Extracted material —
····················
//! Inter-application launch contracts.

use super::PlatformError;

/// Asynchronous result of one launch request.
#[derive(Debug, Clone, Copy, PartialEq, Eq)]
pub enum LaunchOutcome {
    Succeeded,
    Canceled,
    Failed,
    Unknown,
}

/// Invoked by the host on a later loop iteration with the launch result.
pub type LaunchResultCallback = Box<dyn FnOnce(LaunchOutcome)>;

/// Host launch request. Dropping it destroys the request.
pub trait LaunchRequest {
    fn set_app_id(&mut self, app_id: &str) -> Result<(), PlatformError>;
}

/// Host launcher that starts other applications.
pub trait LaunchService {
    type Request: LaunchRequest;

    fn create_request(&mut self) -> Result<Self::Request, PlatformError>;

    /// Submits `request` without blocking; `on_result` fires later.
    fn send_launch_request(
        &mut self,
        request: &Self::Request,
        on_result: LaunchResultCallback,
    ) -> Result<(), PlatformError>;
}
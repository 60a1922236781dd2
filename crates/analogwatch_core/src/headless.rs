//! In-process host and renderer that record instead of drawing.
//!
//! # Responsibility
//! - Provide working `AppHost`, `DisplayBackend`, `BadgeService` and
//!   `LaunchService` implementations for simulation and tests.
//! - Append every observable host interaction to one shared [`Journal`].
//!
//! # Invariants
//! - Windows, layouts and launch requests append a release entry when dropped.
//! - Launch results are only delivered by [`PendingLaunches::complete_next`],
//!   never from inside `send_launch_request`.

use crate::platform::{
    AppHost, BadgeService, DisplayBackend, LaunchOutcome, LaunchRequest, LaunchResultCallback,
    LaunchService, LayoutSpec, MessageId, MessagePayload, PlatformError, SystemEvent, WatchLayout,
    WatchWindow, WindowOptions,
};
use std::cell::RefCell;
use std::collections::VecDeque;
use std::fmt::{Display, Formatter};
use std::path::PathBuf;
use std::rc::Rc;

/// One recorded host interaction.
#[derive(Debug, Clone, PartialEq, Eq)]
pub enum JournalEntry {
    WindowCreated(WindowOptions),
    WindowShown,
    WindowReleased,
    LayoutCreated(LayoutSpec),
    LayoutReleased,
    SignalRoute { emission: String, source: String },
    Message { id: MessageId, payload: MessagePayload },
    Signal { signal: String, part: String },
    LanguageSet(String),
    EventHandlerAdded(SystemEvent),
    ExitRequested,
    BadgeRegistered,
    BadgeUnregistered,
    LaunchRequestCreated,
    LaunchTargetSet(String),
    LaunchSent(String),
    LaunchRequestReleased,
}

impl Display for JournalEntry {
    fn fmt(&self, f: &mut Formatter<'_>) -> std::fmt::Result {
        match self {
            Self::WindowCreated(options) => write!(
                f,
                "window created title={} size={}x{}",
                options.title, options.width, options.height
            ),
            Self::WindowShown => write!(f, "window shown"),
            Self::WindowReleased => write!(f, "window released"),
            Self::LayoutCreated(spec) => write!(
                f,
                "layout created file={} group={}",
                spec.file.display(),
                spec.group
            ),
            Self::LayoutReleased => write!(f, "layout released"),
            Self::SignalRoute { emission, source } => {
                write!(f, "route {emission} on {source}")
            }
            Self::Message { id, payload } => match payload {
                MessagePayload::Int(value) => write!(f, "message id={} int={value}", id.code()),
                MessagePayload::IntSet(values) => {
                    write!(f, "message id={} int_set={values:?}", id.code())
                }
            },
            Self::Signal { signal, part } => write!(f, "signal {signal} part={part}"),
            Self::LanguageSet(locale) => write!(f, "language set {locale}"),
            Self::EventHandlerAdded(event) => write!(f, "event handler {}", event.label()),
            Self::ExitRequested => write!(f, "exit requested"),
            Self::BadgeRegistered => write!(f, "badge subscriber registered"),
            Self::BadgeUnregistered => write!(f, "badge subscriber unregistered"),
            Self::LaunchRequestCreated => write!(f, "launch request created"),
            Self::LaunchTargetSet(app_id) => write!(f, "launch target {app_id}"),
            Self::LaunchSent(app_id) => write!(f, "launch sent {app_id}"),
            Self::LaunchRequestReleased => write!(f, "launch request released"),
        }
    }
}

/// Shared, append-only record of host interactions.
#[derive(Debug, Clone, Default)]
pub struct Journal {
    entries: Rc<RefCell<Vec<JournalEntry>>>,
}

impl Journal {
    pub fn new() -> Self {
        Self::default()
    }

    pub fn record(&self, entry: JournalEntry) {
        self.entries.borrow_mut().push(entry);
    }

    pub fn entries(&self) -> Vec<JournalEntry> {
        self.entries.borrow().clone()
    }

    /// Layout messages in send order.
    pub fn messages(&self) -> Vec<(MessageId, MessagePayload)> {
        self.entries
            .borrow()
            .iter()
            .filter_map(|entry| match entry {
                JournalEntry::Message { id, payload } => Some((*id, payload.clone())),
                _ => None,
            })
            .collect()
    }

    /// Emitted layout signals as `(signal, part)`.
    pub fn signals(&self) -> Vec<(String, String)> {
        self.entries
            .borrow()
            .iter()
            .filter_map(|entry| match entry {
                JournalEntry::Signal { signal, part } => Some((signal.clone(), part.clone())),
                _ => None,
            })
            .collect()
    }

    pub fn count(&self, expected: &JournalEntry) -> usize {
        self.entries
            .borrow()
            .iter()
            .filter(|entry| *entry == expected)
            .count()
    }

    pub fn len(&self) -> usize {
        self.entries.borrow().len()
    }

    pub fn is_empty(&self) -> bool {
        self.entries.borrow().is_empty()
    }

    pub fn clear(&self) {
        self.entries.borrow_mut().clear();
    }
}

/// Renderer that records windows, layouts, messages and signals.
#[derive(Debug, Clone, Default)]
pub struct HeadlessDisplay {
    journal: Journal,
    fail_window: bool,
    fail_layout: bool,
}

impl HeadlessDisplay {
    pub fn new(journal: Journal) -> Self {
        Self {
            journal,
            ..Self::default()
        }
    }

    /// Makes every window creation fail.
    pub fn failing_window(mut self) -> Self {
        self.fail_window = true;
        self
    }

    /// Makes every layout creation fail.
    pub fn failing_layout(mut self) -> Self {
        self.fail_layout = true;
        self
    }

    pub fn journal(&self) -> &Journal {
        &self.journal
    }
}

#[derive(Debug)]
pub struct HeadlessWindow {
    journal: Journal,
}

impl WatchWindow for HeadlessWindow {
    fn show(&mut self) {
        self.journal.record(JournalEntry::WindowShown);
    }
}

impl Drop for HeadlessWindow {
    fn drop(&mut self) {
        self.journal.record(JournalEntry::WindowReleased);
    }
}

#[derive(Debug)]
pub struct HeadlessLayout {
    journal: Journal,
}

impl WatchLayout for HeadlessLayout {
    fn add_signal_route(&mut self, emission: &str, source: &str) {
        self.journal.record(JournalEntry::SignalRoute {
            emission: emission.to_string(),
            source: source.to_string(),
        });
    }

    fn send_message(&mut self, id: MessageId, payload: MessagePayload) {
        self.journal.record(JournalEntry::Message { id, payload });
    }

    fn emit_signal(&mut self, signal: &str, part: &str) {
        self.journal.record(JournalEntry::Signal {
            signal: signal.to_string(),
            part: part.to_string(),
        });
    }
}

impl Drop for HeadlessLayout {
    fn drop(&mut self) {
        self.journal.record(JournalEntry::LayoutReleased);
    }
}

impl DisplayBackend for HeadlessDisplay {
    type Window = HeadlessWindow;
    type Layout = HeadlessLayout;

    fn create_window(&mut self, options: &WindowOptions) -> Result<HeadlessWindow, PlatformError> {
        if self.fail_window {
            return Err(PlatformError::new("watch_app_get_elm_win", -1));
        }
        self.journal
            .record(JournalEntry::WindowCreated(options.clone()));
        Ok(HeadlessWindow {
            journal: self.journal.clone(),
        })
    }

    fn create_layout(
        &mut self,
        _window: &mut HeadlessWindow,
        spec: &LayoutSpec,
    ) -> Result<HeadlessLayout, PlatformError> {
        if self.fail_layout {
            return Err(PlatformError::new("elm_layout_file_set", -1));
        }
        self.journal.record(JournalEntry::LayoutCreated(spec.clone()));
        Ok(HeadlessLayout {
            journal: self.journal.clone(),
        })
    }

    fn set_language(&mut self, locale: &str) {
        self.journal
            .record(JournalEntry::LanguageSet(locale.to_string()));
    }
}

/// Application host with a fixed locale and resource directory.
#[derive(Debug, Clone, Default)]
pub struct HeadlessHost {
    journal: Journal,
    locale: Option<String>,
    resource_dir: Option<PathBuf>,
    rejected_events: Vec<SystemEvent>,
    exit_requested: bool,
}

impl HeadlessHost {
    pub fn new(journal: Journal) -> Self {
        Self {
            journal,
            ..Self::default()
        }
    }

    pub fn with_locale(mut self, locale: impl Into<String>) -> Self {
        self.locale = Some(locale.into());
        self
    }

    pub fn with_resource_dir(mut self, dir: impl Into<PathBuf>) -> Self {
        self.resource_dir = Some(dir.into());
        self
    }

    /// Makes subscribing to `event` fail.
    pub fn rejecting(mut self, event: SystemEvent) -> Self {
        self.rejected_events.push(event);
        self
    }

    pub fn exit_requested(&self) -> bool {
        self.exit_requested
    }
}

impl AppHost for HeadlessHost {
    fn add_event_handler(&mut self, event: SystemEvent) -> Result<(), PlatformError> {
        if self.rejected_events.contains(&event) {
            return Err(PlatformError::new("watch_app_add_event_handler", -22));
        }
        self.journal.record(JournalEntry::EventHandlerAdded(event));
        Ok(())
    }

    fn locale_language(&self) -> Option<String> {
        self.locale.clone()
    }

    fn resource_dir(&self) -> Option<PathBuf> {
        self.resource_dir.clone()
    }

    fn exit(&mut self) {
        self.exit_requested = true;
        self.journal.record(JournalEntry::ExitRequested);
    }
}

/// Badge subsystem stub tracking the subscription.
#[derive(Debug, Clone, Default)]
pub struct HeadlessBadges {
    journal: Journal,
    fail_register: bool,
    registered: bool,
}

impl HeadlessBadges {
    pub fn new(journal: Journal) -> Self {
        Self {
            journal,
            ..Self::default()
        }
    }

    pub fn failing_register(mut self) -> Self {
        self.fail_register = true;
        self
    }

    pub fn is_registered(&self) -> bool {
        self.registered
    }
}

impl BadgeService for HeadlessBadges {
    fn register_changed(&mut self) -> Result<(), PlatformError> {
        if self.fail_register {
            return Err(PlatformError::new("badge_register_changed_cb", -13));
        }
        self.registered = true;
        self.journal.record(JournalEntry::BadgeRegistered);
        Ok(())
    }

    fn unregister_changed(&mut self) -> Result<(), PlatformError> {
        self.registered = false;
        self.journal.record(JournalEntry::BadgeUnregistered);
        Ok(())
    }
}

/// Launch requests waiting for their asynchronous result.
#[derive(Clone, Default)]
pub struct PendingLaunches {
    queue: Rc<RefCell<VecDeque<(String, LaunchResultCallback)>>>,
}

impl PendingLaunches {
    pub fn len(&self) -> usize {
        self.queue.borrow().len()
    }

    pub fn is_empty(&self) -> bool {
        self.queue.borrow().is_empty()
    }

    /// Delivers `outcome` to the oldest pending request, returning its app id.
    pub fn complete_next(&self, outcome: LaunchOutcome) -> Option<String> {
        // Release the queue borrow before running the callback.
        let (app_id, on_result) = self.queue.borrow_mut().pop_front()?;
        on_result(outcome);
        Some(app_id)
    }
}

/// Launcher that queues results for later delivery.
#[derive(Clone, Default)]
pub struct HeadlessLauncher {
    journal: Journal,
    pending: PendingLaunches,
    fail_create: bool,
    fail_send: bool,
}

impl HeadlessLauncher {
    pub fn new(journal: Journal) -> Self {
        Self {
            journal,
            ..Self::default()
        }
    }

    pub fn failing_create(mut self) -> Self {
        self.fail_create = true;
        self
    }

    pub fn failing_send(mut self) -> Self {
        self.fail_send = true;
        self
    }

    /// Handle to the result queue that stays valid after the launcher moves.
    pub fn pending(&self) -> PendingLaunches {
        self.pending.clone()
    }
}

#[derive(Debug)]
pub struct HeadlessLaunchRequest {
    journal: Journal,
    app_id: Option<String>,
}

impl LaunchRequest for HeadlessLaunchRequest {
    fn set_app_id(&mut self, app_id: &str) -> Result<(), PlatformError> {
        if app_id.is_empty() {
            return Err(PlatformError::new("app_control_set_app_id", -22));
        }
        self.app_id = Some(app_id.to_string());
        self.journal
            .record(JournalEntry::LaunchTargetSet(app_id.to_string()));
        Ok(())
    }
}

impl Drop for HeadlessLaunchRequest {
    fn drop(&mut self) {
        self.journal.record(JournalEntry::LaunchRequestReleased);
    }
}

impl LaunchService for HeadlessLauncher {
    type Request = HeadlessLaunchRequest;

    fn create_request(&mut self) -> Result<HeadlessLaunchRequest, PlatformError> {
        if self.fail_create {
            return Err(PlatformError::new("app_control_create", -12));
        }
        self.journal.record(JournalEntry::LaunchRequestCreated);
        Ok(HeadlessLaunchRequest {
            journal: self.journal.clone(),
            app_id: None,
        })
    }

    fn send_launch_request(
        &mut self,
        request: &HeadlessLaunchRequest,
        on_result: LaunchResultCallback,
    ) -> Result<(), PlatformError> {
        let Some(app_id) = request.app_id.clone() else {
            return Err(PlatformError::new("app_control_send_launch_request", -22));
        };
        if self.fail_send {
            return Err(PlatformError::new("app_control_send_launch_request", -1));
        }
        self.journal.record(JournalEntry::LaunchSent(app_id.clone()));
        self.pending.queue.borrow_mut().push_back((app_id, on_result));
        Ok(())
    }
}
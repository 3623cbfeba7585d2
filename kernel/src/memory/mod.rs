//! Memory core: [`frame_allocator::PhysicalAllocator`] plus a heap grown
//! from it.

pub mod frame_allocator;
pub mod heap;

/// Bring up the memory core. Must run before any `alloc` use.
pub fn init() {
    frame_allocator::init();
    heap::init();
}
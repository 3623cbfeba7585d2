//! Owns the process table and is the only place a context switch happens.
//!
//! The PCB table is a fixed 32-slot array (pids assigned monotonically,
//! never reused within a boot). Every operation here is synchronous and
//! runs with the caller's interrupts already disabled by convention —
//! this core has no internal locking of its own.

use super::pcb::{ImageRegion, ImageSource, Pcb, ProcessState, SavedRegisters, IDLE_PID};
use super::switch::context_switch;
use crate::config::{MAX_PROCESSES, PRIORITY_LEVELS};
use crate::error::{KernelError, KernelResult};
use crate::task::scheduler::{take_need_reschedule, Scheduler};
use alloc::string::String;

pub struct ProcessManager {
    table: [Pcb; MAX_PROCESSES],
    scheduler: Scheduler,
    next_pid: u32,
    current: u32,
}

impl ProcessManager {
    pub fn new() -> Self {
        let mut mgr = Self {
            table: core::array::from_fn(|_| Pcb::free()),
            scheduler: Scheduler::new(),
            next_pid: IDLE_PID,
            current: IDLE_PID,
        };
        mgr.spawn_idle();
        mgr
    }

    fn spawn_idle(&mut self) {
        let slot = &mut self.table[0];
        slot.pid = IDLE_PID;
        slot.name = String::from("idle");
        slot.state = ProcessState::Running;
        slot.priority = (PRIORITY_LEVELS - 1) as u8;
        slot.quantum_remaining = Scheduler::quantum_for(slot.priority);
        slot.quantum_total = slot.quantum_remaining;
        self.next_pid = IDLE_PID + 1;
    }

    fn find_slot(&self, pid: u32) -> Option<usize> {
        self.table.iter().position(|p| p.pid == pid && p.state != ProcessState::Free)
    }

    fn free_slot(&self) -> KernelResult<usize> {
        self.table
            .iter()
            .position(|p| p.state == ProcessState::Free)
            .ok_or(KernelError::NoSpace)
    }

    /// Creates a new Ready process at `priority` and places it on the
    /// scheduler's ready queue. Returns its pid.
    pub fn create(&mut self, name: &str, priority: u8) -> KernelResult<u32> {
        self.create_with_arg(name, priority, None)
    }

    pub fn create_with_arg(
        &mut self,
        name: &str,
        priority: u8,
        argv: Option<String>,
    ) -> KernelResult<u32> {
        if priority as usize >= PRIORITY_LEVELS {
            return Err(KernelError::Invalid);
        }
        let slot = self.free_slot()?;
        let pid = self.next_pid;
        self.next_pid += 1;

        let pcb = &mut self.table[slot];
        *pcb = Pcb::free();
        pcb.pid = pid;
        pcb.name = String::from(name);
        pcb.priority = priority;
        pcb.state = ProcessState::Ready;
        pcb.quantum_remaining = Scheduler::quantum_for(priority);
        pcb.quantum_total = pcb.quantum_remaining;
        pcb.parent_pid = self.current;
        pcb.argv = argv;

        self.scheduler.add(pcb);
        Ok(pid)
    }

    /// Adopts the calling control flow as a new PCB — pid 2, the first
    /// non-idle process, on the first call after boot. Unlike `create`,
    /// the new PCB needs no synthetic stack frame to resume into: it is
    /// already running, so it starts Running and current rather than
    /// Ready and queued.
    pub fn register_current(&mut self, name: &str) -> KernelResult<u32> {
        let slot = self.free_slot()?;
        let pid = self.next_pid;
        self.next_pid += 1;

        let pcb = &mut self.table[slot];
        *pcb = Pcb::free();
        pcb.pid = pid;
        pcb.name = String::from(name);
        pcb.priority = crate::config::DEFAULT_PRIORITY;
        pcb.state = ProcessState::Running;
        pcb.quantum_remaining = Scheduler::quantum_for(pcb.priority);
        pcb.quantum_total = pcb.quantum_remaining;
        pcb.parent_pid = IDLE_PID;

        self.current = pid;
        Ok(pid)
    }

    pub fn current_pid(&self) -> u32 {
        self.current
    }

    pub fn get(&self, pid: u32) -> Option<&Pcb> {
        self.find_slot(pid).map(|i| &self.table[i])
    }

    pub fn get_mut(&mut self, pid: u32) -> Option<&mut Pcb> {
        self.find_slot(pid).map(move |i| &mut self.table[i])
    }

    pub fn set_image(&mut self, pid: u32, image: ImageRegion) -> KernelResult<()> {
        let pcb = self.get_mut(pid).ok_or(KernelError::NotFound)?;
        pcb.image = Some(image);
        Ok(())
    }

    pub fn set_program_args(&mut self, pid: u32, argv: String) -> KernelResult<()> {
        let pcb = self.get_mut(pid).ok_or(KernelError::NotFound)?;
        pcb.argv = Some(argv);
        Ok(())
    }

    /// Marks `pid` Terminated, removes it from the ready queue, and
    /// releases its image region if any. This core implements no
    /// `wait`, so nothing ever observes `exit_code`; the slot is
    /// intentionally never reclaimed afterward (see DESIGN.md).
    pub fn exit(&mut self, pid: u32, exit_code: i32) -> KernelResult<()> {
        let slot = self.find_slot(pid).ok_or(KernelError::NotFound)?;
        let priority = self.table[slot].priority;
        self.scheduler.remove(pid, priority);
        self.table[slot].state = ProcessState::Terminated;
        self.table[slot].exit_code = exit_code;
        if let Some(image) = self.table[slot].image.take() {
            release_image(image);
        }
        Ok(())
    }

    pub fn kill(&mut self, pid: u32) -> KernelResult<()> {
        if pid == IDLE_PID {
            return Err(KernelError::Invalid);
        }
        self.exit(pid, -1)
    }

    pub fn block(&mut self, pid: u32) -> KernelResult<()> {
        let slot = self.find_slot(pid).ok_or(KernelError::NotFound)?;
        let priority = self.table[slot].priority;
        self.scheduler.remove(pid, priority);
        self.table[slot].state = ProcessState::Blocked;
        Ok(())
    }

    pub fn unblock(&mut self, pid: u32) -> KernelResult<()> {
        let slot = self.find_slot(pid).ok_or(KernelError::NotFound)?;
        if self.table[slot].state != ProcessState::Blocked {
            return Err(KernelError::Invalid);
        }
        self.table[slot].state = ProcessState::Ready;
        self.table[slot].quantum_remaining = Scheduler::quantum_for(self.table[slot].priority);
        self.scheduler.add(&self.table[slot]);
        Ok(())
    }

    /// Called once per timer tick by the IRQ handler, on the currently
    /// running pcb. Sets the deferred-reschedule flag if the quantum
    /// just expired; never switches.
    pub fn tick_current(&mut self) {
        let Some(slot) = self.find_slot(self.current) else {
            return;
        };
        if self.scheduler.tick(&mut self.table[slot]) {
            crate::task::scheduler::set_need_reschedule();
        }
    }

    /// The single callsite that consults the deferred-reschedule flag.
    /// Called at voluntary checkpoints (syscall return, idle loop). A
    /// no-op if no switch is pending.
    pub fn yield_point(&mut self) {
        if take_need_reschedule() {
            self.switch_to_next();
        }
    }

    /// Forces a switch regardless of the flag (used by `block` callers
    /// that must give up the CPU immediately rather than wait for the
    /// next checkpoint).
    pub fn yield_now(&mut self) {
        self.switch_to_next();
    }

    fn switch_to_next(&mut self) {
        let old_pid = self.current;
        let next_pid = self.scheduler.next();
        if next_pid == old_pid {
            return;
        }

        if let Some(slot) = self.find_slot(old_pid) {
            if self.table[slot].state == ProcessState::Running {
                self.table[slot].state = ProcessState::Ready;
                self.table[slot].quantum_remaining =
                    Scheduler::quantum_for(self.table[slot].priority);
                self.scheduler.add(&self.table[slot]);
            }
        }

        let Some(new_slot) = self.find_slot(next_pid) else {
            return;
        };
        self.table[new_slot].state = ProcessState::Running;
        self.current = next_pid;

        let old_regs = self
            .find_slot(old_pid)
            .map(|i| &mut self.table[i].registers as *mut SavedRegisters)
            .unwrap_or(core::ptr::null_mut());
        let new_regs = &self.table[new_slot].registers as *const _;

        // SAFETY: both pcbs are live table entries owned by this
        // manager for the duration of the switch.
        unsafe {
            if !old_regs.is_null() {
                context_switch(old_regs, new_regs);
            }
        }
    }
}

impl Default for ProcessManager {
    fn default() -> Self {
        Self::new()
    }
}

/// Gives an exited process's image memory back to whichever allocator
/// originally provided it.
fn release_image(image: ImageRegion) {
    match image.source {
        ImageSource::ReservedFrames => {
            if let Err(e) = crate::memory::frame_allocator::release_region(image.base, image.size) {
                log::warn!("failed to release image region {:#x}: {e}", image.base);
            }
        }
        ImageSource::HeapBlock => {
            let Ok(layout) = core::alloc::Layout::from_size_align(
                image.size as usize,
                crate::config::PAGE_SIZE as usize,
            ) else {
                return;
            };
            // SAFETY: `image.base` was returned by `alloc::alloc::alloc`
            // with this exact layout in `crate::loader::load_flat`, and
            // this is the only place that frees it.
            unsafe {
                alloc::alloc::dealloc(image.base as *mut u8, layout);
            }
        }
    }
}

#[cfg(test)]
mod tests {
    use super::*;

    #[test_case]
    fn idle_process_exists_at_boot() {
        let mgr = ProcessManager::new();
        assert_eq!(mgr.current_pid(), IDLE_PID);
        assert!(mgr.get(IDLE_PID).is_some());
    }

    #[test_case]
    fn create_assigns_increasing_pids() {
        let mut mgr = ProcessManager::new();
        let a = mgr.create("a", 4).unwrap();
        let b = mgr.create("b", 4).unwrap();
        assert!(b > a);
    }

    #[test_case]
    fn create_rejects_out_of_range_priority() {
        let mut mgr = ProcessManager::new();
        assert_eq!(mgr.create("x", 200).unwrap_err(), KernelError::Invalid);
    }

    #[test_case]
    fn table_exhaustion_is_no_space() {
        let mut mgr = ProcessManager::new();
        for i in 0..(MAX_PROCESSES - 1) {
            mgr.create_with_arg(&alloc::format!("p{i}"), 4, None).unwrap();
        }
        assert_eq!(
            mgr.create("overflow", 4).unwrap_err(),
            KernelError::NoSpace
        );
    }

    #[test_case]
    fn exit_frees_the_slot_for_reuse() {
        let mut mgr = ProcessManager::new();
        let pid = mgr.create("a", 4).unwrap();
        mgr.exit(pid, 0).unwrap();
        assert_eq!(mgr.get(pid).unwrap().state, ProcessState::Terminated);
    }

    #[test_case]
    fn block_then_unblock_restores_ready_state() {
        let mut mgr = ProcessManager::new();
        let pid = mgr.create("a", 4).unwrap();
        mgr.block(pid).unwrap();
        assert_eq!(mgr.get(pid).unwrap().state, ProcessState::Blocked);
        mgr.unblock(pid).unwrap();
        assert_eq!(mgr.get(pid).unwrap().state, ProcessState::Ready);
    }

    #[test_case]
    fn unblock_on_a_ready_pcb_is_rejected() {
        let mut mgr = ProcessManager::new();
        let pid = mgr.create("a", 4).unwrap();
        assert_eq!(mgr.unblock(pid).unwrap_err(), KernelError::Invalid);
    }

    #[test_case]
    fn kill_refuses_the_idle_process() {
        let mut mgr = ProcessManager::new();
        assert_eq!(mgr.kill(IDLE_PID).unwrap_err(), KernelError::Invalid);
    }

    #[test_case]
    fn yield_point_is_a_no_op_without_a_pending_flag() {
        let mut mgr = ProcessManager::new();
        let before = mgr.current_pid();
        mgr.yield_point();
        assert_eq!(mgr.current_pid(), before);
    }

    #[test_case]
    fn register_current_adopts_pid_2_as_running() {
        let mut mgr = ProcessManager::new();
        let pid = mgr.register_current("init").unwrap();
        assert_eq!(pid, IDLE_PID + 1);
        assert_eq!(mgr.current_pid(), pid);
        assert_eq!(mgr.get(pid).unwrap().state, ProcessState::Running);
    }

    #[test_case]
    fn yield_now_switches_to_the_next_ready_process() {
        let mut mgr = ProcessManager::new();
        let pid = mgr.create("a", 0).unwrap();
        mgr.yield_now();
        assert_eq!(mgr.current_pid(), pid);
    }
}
····················
Exercise objective — Reproduce, exactly and without additions, the run of lines from the start of the listing above to the line bearing "use std::collections::VecDeque;", inclusive.

Written answer —
//! Inter-application launch contracts.

use super::PlatformError;

/// Asynchronous result of one launch request.
#[derive(Debug, Clone, Copy, PartialEq, Eq)]
pub enum LaunchOutcome {
    Succeeded,
    Canceled,
    Failed,
    Unknown,
}

/// Invoked by the host on a later loop iteration with the launch result.
pub type LaunchResultCallback = Box<dyn FnOnce(LaunchOutcome)>;

/// Host launch request. Dropping it destroys the request.
pub trait LaunchRequest {
    fn set_app_id(&mut self, app_id: &str) -> Result<(), PlatformError>;
}

/// Host launcher that starts other applications.
pub trait LaunchService {
    type Request: LaunchRequest;

    fn create_request(&mut self) -> Result<Self::Request, PlatformError>;

    /// Submits `request` without blocking; `on_result` fires later.
    fn send_launch_request(
        &mut self,
        request: &Self::Request,
        on_result: LaunchResultCallback,
    ) -> Result<(), PlatformError>;
}
repository 60a1922236781dd2
filename crates/analogwatch_core/src/headless.rs
//! In-process host and renderer that record instead of drawing.
//!
//! # Responsibility
//! - Provide working `AppHost`, `DisplayBackend`, `BadgeService` and
//!   `LaunchService` implementations for simulation and tests.
//! - Append every observable host interaction to one shared [`Journal`].
//!
//! # Invariants
//! - Windows, layouts and launch requests append a release entry when dropped.
//! - Launch results are only delivered by [`PendingLaunches::complete_next`],
//!   never from inside `send_launch_request`.

use crate::platform::{
    AppHost, BadgeService, DisplayBackend, LaunchOutcome, LaunchRequest, LaunchResultCallback,
    LaunchService, LayoutSpec, MessageId, MessagePayload, PlatformError, SystemEvent, WatchLayout,
    WatchWindow, WindowOptions,
};
use std::cell::RefCell;
use std::collections::VecDeque;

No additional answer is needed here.